- Assignment
Your job is to return every line in the data holding the string "ConfigError".

Stored data:
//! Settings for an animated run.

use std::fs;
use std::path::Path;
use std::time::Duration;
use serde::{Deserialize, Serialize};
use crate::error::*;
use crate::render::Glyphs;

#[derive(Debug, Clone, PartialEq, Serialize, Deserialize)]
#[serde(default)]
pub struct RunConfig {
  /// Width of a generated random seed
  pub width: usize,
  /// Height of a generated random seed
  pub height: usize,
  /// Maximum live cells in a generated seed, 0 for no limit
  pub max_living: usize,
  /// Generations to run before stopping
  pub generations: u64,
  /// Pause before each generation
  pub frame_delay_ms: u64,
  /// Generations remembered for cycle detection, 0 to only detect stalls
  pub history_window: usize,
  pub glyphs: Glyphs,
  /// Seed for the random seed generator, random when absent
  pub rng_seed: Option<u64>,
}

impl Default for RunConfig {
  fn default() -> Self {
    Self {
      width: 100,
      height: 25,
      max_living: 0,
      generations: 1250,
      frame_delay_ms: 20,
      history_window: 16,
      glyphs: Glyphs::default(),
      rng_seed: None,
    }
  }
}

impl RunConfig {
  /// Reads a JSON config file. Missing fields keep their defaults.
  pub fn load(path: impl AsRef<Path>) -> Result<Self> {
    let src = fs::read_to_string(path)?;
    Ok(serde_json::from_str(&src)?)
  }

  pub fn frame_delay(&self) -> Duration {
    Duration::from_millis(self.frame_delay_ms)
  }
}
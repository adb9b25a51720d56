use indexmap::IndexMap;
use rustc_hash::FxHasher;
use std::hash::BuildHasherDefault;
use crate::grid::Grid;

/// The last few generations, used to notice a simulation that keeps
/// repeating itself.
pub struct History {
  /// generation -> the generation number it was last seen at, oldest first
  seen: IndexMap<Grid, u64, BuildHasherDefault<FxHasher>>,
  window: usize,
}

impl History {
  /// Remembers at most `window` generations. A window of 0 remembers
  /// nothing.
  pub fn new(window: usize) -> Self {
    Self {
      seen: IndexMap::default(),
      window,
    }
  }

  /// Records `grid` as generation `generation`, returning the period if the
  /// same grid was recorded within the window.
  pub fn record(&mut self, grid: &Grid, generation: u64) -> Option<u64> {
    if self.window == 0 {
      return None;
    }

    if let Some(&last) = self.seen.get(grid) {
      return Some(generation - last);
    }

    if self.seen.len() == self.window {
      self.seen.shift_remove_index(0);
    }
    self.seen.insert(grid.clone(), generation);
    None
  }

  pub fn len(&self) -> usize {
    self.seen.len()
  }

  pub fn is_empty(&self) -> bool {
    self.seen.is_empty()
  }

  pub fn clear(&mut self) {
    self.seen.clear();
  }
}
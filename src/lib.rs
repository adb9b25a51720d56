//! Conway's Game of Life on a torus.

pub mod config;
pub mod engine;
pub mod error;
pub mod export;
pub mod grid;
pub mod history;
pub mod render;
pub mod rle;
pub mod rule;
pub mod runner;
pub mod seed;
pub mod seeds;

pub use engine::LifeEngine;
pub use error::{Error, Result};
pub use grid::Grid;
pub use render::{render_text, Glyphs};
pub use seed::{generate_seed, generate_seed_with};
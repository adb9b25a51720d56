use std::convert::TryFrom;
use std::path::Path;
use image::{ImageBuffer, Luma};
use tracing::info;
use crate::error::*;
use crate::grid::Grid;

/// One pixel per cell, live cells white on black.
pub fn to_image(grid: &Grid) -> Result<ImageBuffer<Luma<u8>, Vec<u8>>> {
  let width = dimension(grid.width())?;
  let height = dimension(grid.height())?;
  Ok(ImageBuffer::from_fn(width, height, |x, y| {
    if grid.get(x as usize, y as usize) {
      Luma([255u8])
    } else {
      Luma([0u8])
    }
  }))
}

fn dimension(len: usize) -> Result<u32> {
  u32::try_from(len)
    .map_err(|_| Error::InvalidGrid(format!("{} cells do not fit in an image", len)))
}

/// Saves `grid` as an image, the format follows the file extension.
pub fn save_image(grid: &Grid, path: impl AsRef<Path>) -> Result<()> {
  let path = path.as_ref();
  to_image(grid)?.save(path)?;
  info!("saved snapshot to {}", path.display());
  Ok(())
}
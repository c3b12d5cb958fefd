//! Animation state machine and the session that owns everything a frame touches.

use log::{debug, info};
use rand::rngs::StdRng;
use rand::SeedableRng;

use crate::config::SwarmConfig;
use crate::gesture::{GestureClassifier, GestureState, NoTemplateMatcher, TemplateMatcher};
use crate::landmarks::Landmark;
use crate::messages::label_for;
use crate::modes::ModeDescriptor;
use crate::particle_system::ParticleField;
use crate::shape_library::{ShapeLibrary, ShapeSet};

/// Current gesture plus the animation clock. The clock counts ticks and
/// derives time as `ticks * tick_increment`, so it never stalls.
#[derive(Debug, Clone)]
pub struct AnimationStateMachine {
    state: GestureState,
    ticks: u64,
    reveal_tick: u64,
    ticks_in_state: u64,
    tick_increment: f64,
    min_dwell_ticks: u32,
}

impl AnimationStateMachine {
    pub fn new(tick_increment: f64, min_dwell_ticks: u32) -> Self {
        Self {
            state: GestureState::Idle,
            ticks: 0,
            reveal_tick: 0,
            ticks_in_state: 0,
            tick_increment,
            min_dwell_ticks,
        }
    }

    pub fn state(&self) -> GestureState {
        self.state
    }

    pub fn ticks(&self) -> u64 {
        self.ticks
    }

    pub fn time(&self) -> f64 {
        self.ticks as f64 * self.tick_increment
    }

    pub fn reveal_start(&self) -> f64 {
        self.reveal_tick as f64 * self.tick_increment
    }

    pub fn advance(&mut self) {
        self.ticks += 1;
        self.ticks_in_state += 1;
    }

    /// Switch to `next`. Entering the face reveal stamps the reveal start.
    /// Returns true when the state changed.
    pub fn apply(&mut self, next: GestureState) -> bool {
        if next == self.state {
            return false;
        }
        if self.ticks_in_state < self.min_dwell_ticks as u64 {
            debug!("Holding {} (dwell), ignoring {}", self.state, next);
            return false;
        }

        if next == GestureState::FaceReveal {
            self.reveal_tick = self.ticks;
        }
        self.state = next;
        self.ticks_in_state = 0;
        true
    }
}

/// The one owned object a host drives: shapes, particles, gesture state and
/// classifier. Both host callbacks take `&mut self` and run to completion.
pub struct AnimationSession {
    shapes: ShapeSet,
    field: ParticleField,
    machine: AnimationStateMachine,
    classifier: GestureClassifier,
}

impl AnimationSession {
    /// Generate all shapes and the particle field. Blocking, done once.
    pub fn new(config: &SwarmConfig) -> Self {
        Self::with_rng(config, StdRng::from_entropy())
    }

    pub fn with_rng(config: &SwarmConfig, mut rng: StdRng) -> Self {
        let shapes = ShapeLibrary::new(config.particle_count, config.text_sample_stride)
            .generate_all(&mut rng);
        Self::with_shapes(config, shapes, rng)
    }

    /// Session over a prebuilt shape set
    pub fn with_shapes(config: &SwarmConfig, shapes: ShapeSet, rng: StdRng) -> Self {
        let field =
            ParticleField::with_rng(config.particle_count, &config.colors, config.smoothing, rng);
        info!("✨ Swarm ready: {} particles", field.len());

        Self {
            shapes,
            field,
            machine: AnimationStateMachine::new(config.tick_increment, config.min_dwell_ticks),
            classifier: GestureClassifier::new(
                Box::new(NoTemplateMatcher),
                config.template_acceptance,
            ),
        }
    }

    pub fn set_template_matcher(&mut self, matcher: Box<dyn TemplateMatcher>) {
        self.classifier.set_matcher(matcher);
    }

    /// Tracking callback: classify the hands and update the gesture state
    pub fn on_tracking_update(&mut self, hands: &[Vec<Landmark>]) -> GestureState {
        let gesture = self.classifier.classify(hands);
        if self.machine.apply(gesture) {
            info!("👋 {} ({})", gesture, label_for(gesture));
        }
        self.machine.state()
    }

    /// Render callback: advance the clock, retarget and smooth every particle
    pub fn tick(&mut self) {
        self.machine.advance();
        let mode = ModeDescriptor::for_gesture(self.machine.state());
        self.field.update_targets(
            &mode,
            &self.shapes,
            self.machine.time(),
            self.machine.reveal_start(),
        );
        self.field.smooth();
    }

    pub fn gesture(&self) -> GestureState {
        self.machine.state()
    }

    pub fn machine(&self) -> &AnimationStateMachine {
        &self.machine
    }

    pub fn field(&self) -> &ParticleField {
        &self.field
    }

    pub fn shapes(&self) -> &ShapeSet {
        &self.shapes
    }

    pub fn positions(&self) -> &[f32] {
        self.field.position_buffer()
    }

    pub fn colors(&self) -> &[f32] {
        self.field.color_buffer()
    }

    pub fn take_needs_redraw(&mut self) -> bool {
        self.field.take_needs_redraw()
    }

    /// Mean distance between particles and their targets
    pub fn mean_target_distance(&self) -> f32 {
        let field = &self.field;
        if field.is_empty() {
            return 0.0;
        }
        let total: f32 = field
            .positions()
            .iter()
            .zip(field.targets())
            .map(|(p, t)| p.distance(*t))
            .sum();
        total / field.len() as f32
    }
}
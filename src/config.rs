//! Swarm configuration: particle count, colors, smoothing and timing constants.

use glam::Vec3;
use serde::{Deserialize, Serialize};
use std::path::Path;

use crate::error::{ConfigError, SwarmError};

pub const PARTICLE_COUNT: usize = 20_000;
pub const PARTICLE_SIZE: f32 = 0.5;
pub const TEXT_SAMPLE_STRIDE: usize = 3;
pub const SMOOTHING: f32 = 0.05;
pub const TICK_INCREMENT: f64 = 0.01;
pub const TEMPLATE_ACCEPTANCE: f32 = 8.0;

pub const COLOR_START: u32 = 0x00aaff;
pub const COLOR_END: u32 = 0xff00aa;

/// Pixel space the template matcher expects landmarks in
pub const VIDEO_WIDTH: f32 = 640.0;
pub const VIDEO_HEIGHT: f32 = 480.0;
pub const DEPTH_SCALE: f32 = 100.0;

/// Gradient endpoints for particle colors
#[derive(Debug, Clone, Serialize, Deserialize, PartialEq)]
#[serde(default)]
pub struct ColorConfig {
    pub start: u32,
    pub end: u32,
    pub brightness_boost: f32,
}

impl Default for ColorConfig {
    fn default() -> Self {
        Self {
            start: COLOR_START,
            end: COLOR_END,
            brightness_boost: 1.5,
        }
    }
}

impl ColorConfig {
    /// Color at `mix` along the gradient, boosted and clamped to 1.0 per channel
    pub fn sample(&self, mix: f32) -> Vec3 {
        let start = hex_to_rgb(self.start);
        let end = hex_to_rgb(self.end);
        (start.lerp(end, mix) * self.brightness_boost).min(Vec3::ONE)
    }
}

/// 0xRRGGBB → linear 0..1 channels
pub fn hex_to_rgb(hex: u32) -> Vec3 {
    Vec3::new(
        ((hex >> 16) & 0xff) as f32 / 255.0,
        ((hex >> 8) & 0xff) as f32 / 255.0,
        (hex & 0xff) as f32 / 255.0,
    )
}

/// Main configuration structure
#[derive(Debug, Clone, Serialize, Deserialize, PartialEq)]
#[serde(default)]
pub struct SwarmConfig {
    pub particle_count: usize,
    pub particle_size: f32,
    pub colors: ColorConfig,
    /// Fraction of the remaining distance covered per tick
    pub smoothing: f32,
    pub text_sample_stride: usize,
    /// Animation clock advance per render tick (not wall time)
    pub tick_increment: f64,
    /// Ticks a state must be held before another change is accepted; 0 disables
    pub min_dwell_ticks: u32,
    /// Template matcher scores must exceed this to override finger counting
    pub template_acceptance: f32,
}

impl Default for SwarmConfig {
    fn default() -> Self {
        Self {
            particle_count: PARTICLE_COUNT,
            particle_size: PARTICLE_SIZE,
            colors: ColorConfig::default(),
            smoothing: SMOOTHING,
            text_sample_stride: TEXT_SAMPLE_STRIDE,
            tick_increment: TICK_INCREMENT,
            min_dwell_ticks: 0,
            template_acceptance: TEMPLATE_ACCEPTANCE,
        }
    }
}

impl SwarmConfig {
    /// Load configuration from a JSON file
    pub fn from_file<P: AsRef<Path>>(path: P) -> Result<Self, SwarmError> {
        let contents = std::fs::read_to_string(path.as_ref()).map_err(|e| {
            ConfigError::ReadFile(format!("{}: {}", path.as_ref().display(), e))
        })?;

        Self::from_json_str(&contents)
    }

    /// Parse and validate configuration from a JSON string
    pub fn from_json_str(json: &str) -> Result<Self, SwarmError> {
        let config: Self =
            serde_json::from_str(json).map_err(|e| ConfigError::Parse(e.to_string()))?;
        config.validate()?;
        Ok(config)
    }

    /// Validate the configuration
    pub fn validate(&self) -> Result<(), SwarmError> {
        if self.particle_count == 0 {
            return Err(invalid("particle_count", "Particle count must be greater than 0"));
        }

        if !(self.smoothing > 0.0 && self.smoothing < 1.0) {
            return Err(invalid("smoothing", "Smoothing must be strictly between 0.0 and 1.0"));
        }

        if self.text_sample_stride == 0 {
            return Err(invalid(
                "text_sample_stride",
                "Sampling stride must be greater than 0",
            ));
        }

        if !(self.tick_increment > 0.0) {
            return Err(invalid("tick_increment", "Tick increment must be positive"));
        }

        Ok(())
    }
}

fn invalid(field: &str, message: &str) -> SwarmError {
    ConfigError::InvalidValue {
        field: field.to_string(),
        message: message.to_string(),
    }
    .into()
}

- Task solution
use crate::error::{ConfigError, SwarmError};
            ConfigError::ReadFile(format!("{}: {}", path.as_ref().display(), e))
            serde_json::from_str(json).map_err(|e| ConfigError::Parse(e.to_string()))?;
    ConfigError::InvalidValue {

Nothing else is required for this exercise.